• Activity: Output, word for word, the lines of this listing that fall between the line with "use anyhow::Context as _;" and the line with "#[arg(short, long, default_value", counting both of those lines, and no others.

*** Opening Provided information ***

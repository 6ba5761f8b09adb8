// SPDX-License-Identifier: MPL-2.0
//! Config directory resolution for the demo.
//!
//! # Path Resolution Order
//!
//! 1. **Explicit override** - parameter to `_with_override()` functions (for tests)
//! 2. **CLI argument** (`--config-dir`) - set via [`init_cli_override`]
//! 3. **Environment variable** (`ICED_RESIZABLE_CONFIG_DIR`)
//! 4. **Platform default** - via `dirs` crate

use std::path::PathBuf;
use std::sync::OnceLock;

/// Application name used for directory naming.
const APP_NAME: &str = "IcedResizable";

/// Environment variable to override the config directory.
pub const ENV_CONFIG_DIR: &str = "ICED_RESIZABLE_CONFIG_DIR";

/// Global CLI override for config directory (set once at startup).
static CLI_CONFIG_DIR: OnceLock<Option<PathBuf>> = OnceLock::new();

/// Records the `--config-dir` argument. Only the first call has an effect.
pub fn init_cli_override(config_dir: Option<String>) {
    if CLI_CONFIG_DIR.set(config_dir.map(PathBuf::from)).is_err() {
        log::warn!("config dir override already initialized, ignoring");
    }
}

fn get_cli_config_dir() -> Option<PathBuf> {
    CLI_CONFIG_DIR.get().and_then(Clone::clone)
}

/// Returns the config directory holding `settings.toml`.
///
/// - Linux: `~/.config/IcedResizable/`
/// - macOS: `~/Library/Application Support/IcedResizable/`
/// - Windows: `C:\Users\<User>\AppData\Roaming\IcedResizable\`
///
/// Returns `None` if the config directory cannot be determined (rare edge case).
pub fn get_app_config_dir() -> Option<PathBuf> {
    get_app_config_dir_with_override(None)
}

/// Returns the config directory with an optional override, which takes
/// highest priority.
pub fn get_app_config_dir_with_override(override_path: Option<PathBuf>) -> Option<PathBuf> {
    if let Some(path) = override_path {
        return Some(path);
    }

    if let Some(path) = get_cli_config_dir() {
        return Some(path);
    }

    if let Ok(env_path) = std::env::var(ENV_CONFIG_DIR) {
        if !env_path.is_empty() {
            return Some(PathBuf::from(env_path));
        }
    }

    dirs::config_dir().map(|mut path| {
        path.push(APP_NAME);
        path
    })
}

#[cfg(test)]
mod tests {
    use super::*;
    use std::sync::Mutex;

    // Mutex to prevent parallel tests from interfering with each other's env vars
    static ENV_MUTEX: Mutex<()> = Mutex::new(());

    #[test]
    fn app_config_dir_contains_app_name() {
        let _lock = ENV_MUTEX.lock().unwrap();
        std::env::remove_var(ENV_CONFIG_DIR);

        if let Some(path) = get_app_config_dir() {
            assert!(
                path.to_string_lossy().contains(APP_NAME),
                "App config dir should contain app name"
            );
        }
    }

    #[test]
    fn override_path_takes_precedence() {
        let override_path = PathBuf::from("/custom/config/path");
        let result = get_app_config_dir_with_override(Some(override_path.clone()));
        assert_eq!(result, Some(override_path));
    }

    #[test]
    fn env_var_overrides_default_config_dir() {
        let _lock = ENV_MUTEX.lock().unwrap();
        let test_path = "/test/config/dir";
        std::env::set_var(ENV_CONFIG_DIR, test_path);

        let result = get_app_config_dir();
        assert_eq!(result, Some(PathBuf::from(test_path)));

        std::env::remove_var(ENV_CONFIG_DIR);
    }

    #[test]
    fn empty_env_var_uses_default() {
        let _lock = ENV_MUTEX.lock().unwrap();
        std::env::set_var(ENV_CONFIG_DIR, "");

        if let Some(path) = get_app_config_dir() {
            assert!(path.to_string_lossy().contains(APP_NAME));
        }

        std::env::remove_var(ENV_CONFIG_DIR);
    }
}
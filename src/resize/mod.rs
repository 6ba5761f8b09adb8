// SPDX-License-Identifier: MPL-2.0
//! Toolkit-independent resize logic.
//!
//! This module contains the gesture state machine and geometry used by the
//! resizable widget, kept free of widget plumbing so it can be driven and
//! tested with plain pointer coordinates.

pub mod geometry;
pub mod listener;
pub mod options;
pub mod selection;
pub mod session;

// Re-export commonly used types for convenience
pub use geometry::{Constraints, Direction, StepDelta};
pub use listener::{ResizeEvent, ResizeListener};
pub use options::ResizeOptions;
pub use selection::{ContentGate, SelectionHost};
pub use session::ResizeSession;
// SPDX-License-Identifier: MPL-2.0
//! `iced_resizable` is a resizable box widget for the Iced GUI framework.
//!
//! The box is resized by dragging its bottom edge, its right edge or its
//! bottom-right corner. Resizing can be quantized into steps, bounded by
//! minimum and maximum sizes, locked to the original aspect ratio, or run in
//! ghost mode where a preview is shown and the box reverts on release.
//!
//! The gesture logic lives in [`resize`] and is independent of Iced's widget
//! tree; [`ui::widgets::resizable`] drives it from mouse events.

#![doc(html_root_url = "https://docs.rs/iced_resizable/0.1.0")]

pub mod app;
pub mod config;
pub mod error;
pub mod resize;
pub mod ui;
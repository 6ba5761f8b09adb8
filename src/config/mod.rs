// SPDX-License-Identifier: MPL-2.0
//! This module handles the demo's configuration, including loading and saving
//! preferences to a `settings.toml` file.
//!
//! # Configuration Sections
//!
//! - `[general]` - Theme mode
//! - `[resize]` - Options of the demo's resizable box
//!
//! # Path Resolution
//!
//! The config file location can be customized for testing or portable deployments:
//! 1. Use `load_from_path()`/`save_to_path()` with explicit path
//! 2. Pass `--config-dir` on the command line
//! 3. Set `ICED_RESIZABLE_CONFIG_DIR` environment variable
//! 4. Falls back to platform-specific config directory
//!
//! # Examples
//!
//! ```no_run
//! use iced_resizable::config::{self, Config};
//! use iced_resizable::resize::Direction;
//!
//! // Load existing configuration (returns tuple with optional warning)
//! let (mut config, _warning) = config::load();
//!
//! // Modify a setting
//! config.resize.direction = Direction::SouthEast;
//!
//! // Save the modified configuration
//! config::save(&config).expect("Failed to save config");
//! ```

pub mod defaults;

pub use defaults::*;

use crate::app::paths;
use crate::error::{Error, Result};
use crate::resize::ResizeOptions;
use crate::ui::theming::ThemeMode;
use serde::{Deserialize, Serialize};
use std::fs;
use std::path::{Path, PathBuf};

const CONFIG_FILE: &str = "settings.toml";

/// Warning key returned when the settings file exists but cannot be read.
pub const LOAD_ERROR_WARNING: &str = "settings file could not be loaded, using defaults";

/// General application settings.
#[derive(Debug, Clone, Serialize, Deserialize, PartialEq, Default)]
pub struct GeneralConfig {
    /// Application theme mode (light, dark, or system).
    #[serde(default, deserialize_with = "deserialize_theme_mode")]
    pub theme_mode: ThemeMode,
}

/// Demo configuration with logical sections.
#[derive(Debug, Clone, Serialize, Deserialize, PartialEq, Default)]
pub struct Config {
    #[serde(default)]
    pub general: GeneralConfig,

    /// Options of the demo's resizable box.
    #[serde(default)]
    pub resize: ResizeOptions,
}

fn deserialize_theme_mode<'de, D>(deserializer: D) -> std::result::Result<ThemeMode, D::Error>
where
    D: serde::Deserializer<'de>,
{
    use serde::de::Error;

    let raw = String::deserialize(deserializer)?;
    match raw.to_lowercase().as_str() {
        "light" => Ok(ThemeMode::Light),
        "dark" => Ok(ThemeMode::Dark),
        "system" => Ok(ThemeMode::System),
        other => Err(D::Error::custom(format!("invalid theme_mode: {}", other))),
    }
}

// =============================================================================
// Config Path Resolution
// =============================================================================

/// Returns the config file path with an optional override.
fn get_config_path_with_override(base_dir: Option<PathBuf>) -> Option<PathBuf> {
    paths::get_app_config_dir_with_override(base_dir).map(|mut path| {
        path.push(CONFIG_FILE);
        path
    })
}

// =============================================================================
// Load Functions
// =============================================================================

/// Loads the configuration from the default path.
///
/// Returns a tuple of (config, optional_warning). If loading fails, returns
/// default config with a warning message explaining what went wrong.
pub fn load() -> (Config, Option<String>) {
    load_with_override(None)
}

/// Loads the configuration from a custom directory.
pub fn load_with_override(base_dir: Option<PathBuf>) -> (Config, Option<String>) {
    if let Some(path) = get_config_path_with_override(base_dir) {
        if path.exists() {
            match load_from_path(&path) {
                Ok(config) => return (config, None),
                Err(err) => {
                    log::warn!("failed to load {}: {err}", path.display());
                    return (Config::default(), Some(LOAD_ERROR_WARNING.to_string()));
                }
            }
        }
    }
    (Config::default(), None)
}

/// Loads configuration from a specific path.
pub fn load_from_path(path: &Path) -> Result<Config> {
    let content = fs::read_to_string(path)?;
    let config: Config = toml::from_str(&content)?;
    Ok(config)
}

// =============================================================================
// Save Functions
// =============================================================================

/// Saves the configuration to the default path.
pub fn save(config: &Config) -> Result<()> {
    save_with_override(config, None)
}

/// Saves the configuration to a custom directory.
pub fn save_with_override(config: &Config, base_dir: Option<PathBuf>) -> Result<()> {
    if let Some(path) = get_config_path_with_override(base_dir) {
        return save_to_path(config, &path);
    }
    Ok(())
}

/// Saves configuration to a specific path.
pub fn save_to_path(config: &Config, path: &Path) -> Result<()> {
    if let Some(parent) = path.parent() {
        fs::create_dir_all(parent)?;
    }
    let content = toml::to_string_pretty(config).map_err(Error::from)?;
    fs::write(path, content)?;
    Ok(())
}

// =============================================================================
// Tests
// =============================================================================

#[cfg(test)]
mod tests {
    use super::*;
    use crate::resize::Direction;
    use tempfile::tempdir;

    #[test]
    fn save_and_load_round_trip_preserves_settings() {
        let config = Config {
            general: GeneralConfig {
                theme_mode: ThemeMode::Light,
            },
            resize: ResizeOptions::new(Direction::SouthEast)
                .size(120.0, 60.0)
                .max_size(400.0, 300.0)
                .step(10.0)
                .lock_aspect_ratio(true),
        };
        let temp_dir = tempdir().expect("failed to create temp dir");
        let config_path = temp_dir.path().join("nested").join("settings.toml");

        save_to_path(&config, &config_path).expect("failed to save config");
        let loaded = load_from_path(&config_path).expect("failed to load config");

        assert_eq!(loaded, config);
    }

    #[test]
    fn load_from_path_invalid_toml_errors() {
        let temp_dir = tempdir().expect("failed to create temp dir");
        let config_path = temp_dir.path().join("settings.toml");
        fs::write(&config_path, "not = valid = toml").expect("failed to write invalid toml");

        match load_from_path(&config_path) {
            Err(Error::Config(_)) => {}
            other => panic!("expected Config error, got {other:?}"),
        }
    }

    #[test]
    fn load_with_override_warns_on_invalid_file() {
        let temp_dir = tempdir().expect("failed to create temp dir");
        fs::write(temp_dir.path().join(CONFIG_FILE), "[resize]\nstep = \"ten\"")
            .expect("failed to write config");

        let (config, warning) = load_with_override(Some(temp_dir.path().to_path_buf()));
        assert_eq!(config, Config::default());
        assert_eq!(warning.as_deref(), Some(LOAD_ERROR_WARNING));
    }

    #[test]
    fn load_with_override_missing_file_is_silent() {
        let temp_dir = tempdir().expect("failed to create temp dir");
        let (config, warning) = load_with_override(Some(temp_dir.path().to_path_buf()));
        assert_eq!(config, Config::default());
        assert!(warning.is_none());
    }

    #[test]
    fn missing_sections_use_defaults() {
        let config: Config = toml::from_str("[general]\ntheme_mode = \"DARK\"\n")
            .expect("valid config");
        assert_eq!(config.general.theme_mode, ThemeMode::Dark);
        assert_eq!(config.resize, ResizeOptions::default());
    }

    #[test]
    fn invalid_theme_mode_is_rejected() {
        let result = toml::from_str::<Config>("[general]\ntheme_mode = \"sepia\"\n");
        assert!(result.is_err());
    }

    #[test]
    fn save_with_override_writes_into_directory() {
        let temp_dir = tempdir().expect("failed to create temp dir");
        save_with_override(&Config::default(), Some(temp_dir.path().to_path_buf()))
            .expect("save should succeed");
        assert!(temp_dir.path().join(CONFIG_FILE).exists());
    }
}
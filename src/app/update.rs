// SPDX-License-Identifier: MPL-2.0
//! Update logic and message handlers for the application.

use super::{App, Message};
use crate::config;
use crate::resize::{ResizeEvent, StepDelta};
use iced::{Size, Task};

impl App {
    pub(super) fn update(&mut self, message: Message) -> Task<Message> {
        match message {
            Message::ResizeStarted(delta) => {
                self.resizing = true;
                self.record(ResizeEvent::Started(delta));
            }
            Message::ResizeStopped(delta) => {
                self.resizing = false;
                self.record(ResizeEvent::Stopped(delta));
                // Ghost boxes snap back to their original size on release.
                self.size = if self.options.allow_ghost_resize {
                    self.options.initial_size()
                } else {
                    self.options_size_after(delta)
                };
            }
            Message::ResizeStepped(delta) => {
                self.record(ResizeEvent::Stepped(delta));
                self.size = self.options_size_after(delta);
            }
            Message::Resized(size) => {
                // Continuous samples arrive for every cursor move; only the
                // latest size is kept, the log would drown otherwise.
                self.size = size;
            }
            Message::DirectionSelected(direction) => {
                self.options.direction = direction;
                self.reset_size();
            }
            Message::GhostResizeToggled(enabled) => {
                self.options.allow_ghost_resize = enabled;
                self.reset_size();
            }
            Message::LockAspectRatioToggled(enabled) => {
                self.options.lock_aspect_ratio = enabled;
                self.reset_size();
            }
            Message::FullWidthToggled(enabled) => {
                self.options.full_width = enabled;
                self.reset_size();
            }
            Message::SaveSettings => return self.handle_save_settings(),
            Message::ClearLog => self.log.clear(),
        }

        Task::none()
    }

    fn handle_save_settings(&mut self) -> Task<Message> {
        self.config.resize = self.options.clone();
        self.config.general.theme_mode = self.theme_mode;

        self.status = match config::save(&self.config) {
            Ok(()) => {
                log::info!("settings saved");
                Some("Settings saved".to_string())
            }
            Err(err) => {
                log::error!("failed to save settings: {err}");
                Some(format!("Could not save settings: {err}"))
            }
        };

        Task::none()
    }

    /// Changing an option rebuilds the box session, so the box is back at
    /// its configured size.
    fn reset_size(&mut self) {
        self.size = self.options.initial_size();
        self.resizing = false;
    }

    /// Size reached after moving `delta` steps from the configured size.
    fn options_size_after(&self, delta: StepDelta) -> Size {
        let initial = self.options.initial_size();
        Size::new(
            initial.width + delta.dx * self.options.step,
            initial.height + delta.dy * self.options.step,
        )
    }
}
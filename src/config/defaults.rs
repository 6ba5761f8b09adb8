// SPDX-License-Identifier: MPL-2.0
//! Centralized default values for all configuration constants.
//!
//! This module serves as the single source of truth for default values
//! used across the crate. Constants are organized by category.
//!
//! # Categories
//!
//! - **Box**: Initial size of a resizable box
//! - **Stepping**: Quantization unit and snapping tolerance
//! - **Handle**: Draggable region thickness

// ==========================================================================
// Box Defaults
// ==========================================================================

/// Initial width of a resizable box.
pub const DEFAULT_BOX_WIDTH: f32 = 250.0;

/// Initial height of a resizable box.
pub const DEFAULT_BOX_HEIGHT: f32 = 50.0;

// ==========================================================================
// Stepping Defaults
// ==========================================================================

/// Default quantization unit (1 = continuous resizing).
pub const DEFAULT_STEP: f32 = 1.0;

/// Default tolerance around the bounds and for step remainders.
pub const DEFAULT_STEPPING_MARGIN: f32 = 20.0;

// ==========================================================================
// Handle Defaults
// ==========================================================================

/// Default thickness of the draggable handle region.
pub const DEFAULT_CURSOR_MARGIN: f32 = 10.0;

// ==========================================================================
// Compile-time Validation
// ==========================================================================

const _: () = {
    assert!(DEFAULT_BOX_WIDTH > 0.0);
    assert!(DEFAULT_BOX_HEIGHT > 0.0);
    assert!(DEFAULT_STEP >= 1.0);
    assert!(DEFAULT_STEPPING_MARGIN >= 0.0);
    assert!(DEFAULT_CURSOR_MARGIN > 0.0);
};
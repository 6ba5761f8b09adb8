// SPDX-License-Identifier: MPL-2.0
//! Centralized widget styles.

pub mod resizable;
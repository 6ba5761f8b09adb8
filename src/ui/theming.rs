// SPDX-License-Identifier: MPL-2.0
//! Light/dark theme selection.

use iced::Theme;
use serde::{Deserialize, Serialize};

#[derive(Debug, Clone, Copy, PartialEq, Eq, Default, Serialize, Deserialize)]
#[serde(rename_all = "lowercase")]
pub enum ThemeMode {
    Light,
    Dark,
    #[default]
    System,
}

impl ThemeMode {
    /// Returns true if the effective theme is dark.
    /// For System mode, detects the actual system theme.
    #[must_use]
    pub fn is_dark(self) -> bool {
        match self {
            ThemeMode::Light => false,
            ThemeMode::Dark => true,
            ThemeMode::System => {
                // Detect system theme; default to dark on detection error
                !matches!(dark_light::detect(), Ok(dark_light::Mode::Light))
            }
        }
    }

    /// Built-in Iced theme for this mode.
    #[must_use]
    pub fn iced_theme(self) -> Theme {
        if self.is_dark() {
            Theme::Dark
        } else {
            Theme::Light
        }
    }
}
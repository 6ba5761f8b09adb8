// SPDX-License-Identifier: MPL-2.0
use iced_resizable::app::{self, Flags};

fn main() -> iced::Result {
    env_logger::Builder::from_env(env_logger::Env::default().default_filter_or("info"))
        .format_timestamp_millis()
        .init();

    let flags = match Flags::from_args(pico_args::Arguments::from_env()) {
        Ok(flags) => flags,
        Err(err) => {
            eprintln!("{err}");
            std::process::exit(2);
        }
    };

    app::run(flags)
}
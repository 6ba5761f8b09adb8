// SPDX-License-Identifier: MPL-2.0
use std::fmt;

#[derive(Debug, Clone)]
pub enum Error {
    Io(String),
    Config(String),
    /// Invalid command-line arguments for the demo.
    Cli(String),
}

impl fmt::Display for Error {
    fn fmt(&self, f: &mut fmt::Formatter<'_>) -> fmt::Result {
        match self {
            Error::Io(e) => write!(f, "I/O Error: {}", e),
            Error::Config(e) => write!(f, "Config Error: {}", e),
            Error::Cli(e) => write!(f, "Argument Error: {}", e),
        }
    }
}

impl std::error::Error for Error {}

impl From<std::io::Error> for Error {
    fn from(err: std::io::Error) -> Self {
        Error::Io(err.to_string())
    }
}

impl From<toml::de::Error> for Error {
    fn from(err: toml::de::Error) -> Self {
        Error::Config(err.to_string())
    }
}

impl From<toml::ser::Error> for Error {
    fn from(err: toml::ser::Error) -> Self {
        Error::Config(err.to_string())
    }
}

impl From<pico_args::Error> for Error {
    fn from(err: pico_args::Error) -> Self {
        Error::Cli(err.to_string())
    }
}

pub type Result<T> = std::result::Result<T, Error>;
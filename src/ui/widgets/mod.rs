// SPDX-License-Identifier: MPL-2.0
pub mod resizable;

pub use resizable::{resizable, Resizable};
use std::{
    pin::Pin,
    task::{Context, Poll},
};

use bytes::{Bytes, BytesMut};
use futures::{stream, stream::BoxStream, Stream, StreamExt};

use crate::{
    errors::{constants::WAV_HEADER_LEN, Result, VoiceTextError},
    tts::wav_header::WavHeader,
};

/// Response body as delivered by the transport.
pub type AudioByteStream = BoxStream<'static, Result<Bytes>>;

/// A response body whose WAV header has not been read yet.
///
/// [`WavStream::parse_header`] consumes the stream, so the header is parsed
/// at most once per response.
pub struct WavStream {
    inner: AudioByteStream,
}

impl WavStream {
    #[must_use]
    pub fn new(inner: AudioByteStream) -> Self {
        Self { inner }
    }

    /// Buffer until the fixed-size header is complete, validate it and
    /// return the rest of the body as PCM.
    pub async fn parse_header(mut self) -> Result<(WavHeader, PcmStream)> {
        let mut buffer = BytesMut::with_capacity(WAV_HEADER_LEN);

        while buffer.len() < WAV_HEADER_LEN {
            match self.inner.next().await {
                Some(chunk) => buffer.extend_from_slice(&chunk?),
                None => {
                    WavHeader::check_riff_id(&buffer)?;
                    return Err(VoiceTextError::TruncatedHeader {
                        received: buffer.len(),
                    });
                }
            }
        }

        let header = WavHeader::parse(&buffer)?;
        let remainder = buffer.split_off(WAV_HEADER_LEN).freeze();
        tracing::debug!(
            sample_rate = header.sample_rate,
            channels = header.num_channels,
            bits_per_sample = header.bits_per_sample,
            buffered = remainder.len(),
            "Parsed WAV header"
        );

        let inner = if remainder.is_empty() {
            self.inner
        } else {
            stream::once(async move { Ok(remainder) })
                .chain(self.inner)
                .boxed()
        };

        Ok((header, PcmStream { inner }))
    }
}

/// PCM bytes following the header.
pub struct PcmStream {
    inner: AudioByteStream,
}

impl Stream for PcmStream {
    type Item = Result<Bytes>;

    fn poll_next(mut self: Pin<&mut Self>, cx: &mut Context<'_>) -> Poll<Option<Self::Item>> {
        self.inner.poll_next_unpin(cx)
    }
}
// Public API for the VoiceText player library

pub mod config;
pub mod errors;
pub mod playback;
pub mod stream_input;
pub mod trace;
pub mod tts;

// Re-export commonly used types
pub use errors::{Result, VoiceTextError};
pub use playback::{AudioOutput, PlaybackOutcome, PlaybackSink, RodioOutput};
pub use tts::{
    settings::{SettingChanged, VoiceSettings},
    speaker::{Emotion, Speaker},
    voicetext::{HttpTransport, PlaybackHandle, SpeechTransport, VoiceText},
    wav_header::{AudioFormat, SampleType, WavHeader},
};
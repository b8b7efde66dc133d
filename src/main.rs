use std::{path::PathBuf, sync::Arc};

use anyhow::Context as _;
use clap::Parser;
use tokio::io::{AsyncBufReadExt, BufReader};
use tracing::{debug, info, warn, Level};
use voicetext_player::{
    config::Config, errors::constants::DEFAULT_CONFIG_PATH, trace::init_tracing_subscriber,
    Emotion, HttpTransport, PlaybackHandle, RodioOutput, Speaker, VoiceSettings, VoiceText,
};

/// Speak text through the VoiceText Web API.
///
/// Without TEXT, every line read from stdin is spoken, replacing the
/// line currently playing.
#[derive(Parser, Debug)]
#[command(version, about)]
struct Cli {
    /// Config file; environment variables are used when it does not exist
    #[arg(short, long, default_value = DEFAULT_CONFIG_PATH)]
    config: PathBuf,

    #[arg(long, env = "VOICETEXT_API_KEY", hide_env_values = true)]
    api_key: Option<String>,

    /// show, haruka, hikari or takeru
    #[arg(short, long)]
    speaker: Option<Speaker>,

    /// none, happiness, anger or sadness
    #[arg(short, long)]
    emotion: Option<Emotion>,

    /// 1 or 2
    #[arg(long, allow_negative_numbers = true)]
    emotion_level: Option<i32>,

    /// 50 to 200
    #[arg(long, allow_negative_numbers = true)]
    pitch: Option<i32>,

    /// 50 to 400
    #[arg(long, allow_negative_numbers = true)]
    speed: Option<i32>,

    /// 50 to 200
    #[arg(long, allow_negative_numbers = true)]
    volume: Option<i32>,

    #[arg(short, long)]
    verbose: bool,

    text: Option<String>,
}

impl Cli {
    fn apply(&self, settings: &mut VoiceSettings) {
        if let Some(api_key) = &self.api_key {
            settings.set_api_key(api_key.as_bytes());
        }
        if let Some(speaker) = self.speaker {
            settings.set_speaker(speaker);
        }
        if let Some(emotion) = self.emotion {
            settings.set_emotion(emotion);
        }
        if let Some(emotion_level) = self.emotion_level {
            settings.set_emotion_level(emotion_level);
        }
        if let Some(pitch) = self.pitch {
            settings.set_pitch(pitch);
        }
        if let Some(speed) = self.speed {
            settings.set_speed(speed);
        }
        if let Some(volume) = self.volume {
            settings.set_volume(volume);
        }
    }
}

fn log_changes(settings: &mut VoiceSettings) {
    for change in settings.take_changes() {
        debug!(?change, "Setting changed");
    }
}

fn http_client(config: &Config) -> reqwest::Result<reqwest::Client> {
    let mut builder = reqwest::Client::builder();
    if let Some(timeout) = config.request_timeout() {
        builder = builder.timeout(timeout);
    }
    builder.build()
}

async fn speak_lines(voice_text: &mut VoiceText) -> anyhow::Result<()> {
    let mut lines = BufReader::new(tokio::io::stdin()).lines();
    let mut current: Option<PlaybackHandle> = None;

    while let Some(line) = lines.next_line().await? {
        let text = line.trim();
        if text.is_empty() {
            continue;
        }

        voice_text.settings_mut().set_text(text);
        log_changes(voice_text.settings_mut());
        match voice_text.play() {
            Ok(handle) => current = Some(handle),
            Err(e) => warn!(error = %e, "Cannot play line"),
        }
    }

    if let Some(handle) = current {
        handle.finished().await?;
    }

    Ok(())
}

#[tokio::main]
async fn main() -> anyhow::Result<()> {
    let cli = Cli::parse();

    let config = Config::load(&cli.config)
        .with_context(|| format!("Cannot load config from {}", cli.config.display()))?;

    let level = if cli.verbose { Level::DEBUG } else { Level::INFO };
    let _guard = init_tracing_subscriber(config.otel_http_url.as_deref(), level)?;

    let (_stream, output) = RodioOutput::open_default()?;
    let transport = HttpTransport::new(http_client(&config)?, config.endpoint.clone());
    info!(endpoint = transport.endpoint(), "VoiceText client ready");

    let mut voice_text = VoiceText::with_settings(
        config.voice_settings(),
        Arc::new(transport),
        Arc::new(output),
    );
    cli.apply(voice_text.settings_mut());
    log_changes(voice_text.settings_mut());

    match &cli.text {
        Some(text) => {
            voice_text.settings_mut().set_text(text.as_str());
            log_changes(voice_text.settings_mut());
            let outcome = voice_text.play()?.finished().await?;
            debug!(?outcome, "Done");
        }
        None => speak_lines(&mut voice_text).await?,
    }

    Ok(())
}

#[cfg(test)]
mod tests {
    use super::*;

    #[test]
    fn test_cli_overrides_are_clamped() {
        let cli = Cli::parse_from([
            "voicetext-player",
            "--speaker",
            "hikari",
            "--emotion",
            "anger",
            "--pitch",
            "-10",
            "--speed",
            "1000",
            "hello",
        ]);
        let mut settings = VoiceSettings::new();
        cli.apply(&mut settings);

        assert_eq!(cli.text.as_deref(), Some("hello"));
        assert_eq!(settings.speaker(), Speaker::Hikari);
        assert_eq!(settings.emotion(), Emotion::Anger);
        assert_eq!(settings.pitch(), 50);
        assert_eq!(settings.speed(), 400);
        assert_eq!(settings.volume(), 100);
    }

    #[test]
    fn test_cli_rejects_unknown_speaker() {
        assert!(Cli::try_parse_from(["voicetext-player", "--speaker", "alice"]).is_err());
    }
}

*** Closing Provided information ***

• Solution to the problem:
use anyhow::Context as _;
use clap::Parser;
use tokio::io::{AsyncBufReadExt, BufReader};
use tracing::{debug, info, warn, Level};
use voicetext_player::{
    config::Config, errors::constants::DEFAULT_CONFIG_PATH, trace::init_tracing_subscriber,
    Emotion, HttpTransport, PlaybackHandle, RodioOutput, Speaker, VoiceSettings, VoiceText,
};

/// Speak text through the VoiceText Web API.
///
/// Without TEXT, every line read from stdin is spoken, replacing the
/// line currently playing.
#[derive(Parser, Debug)]
#[command(version, about)]
struct Cli {
    /// Config file; environment variables are used when it does not exist
    #[arg(short, long, default_value = DEFAULT_CONFIG_PATH)]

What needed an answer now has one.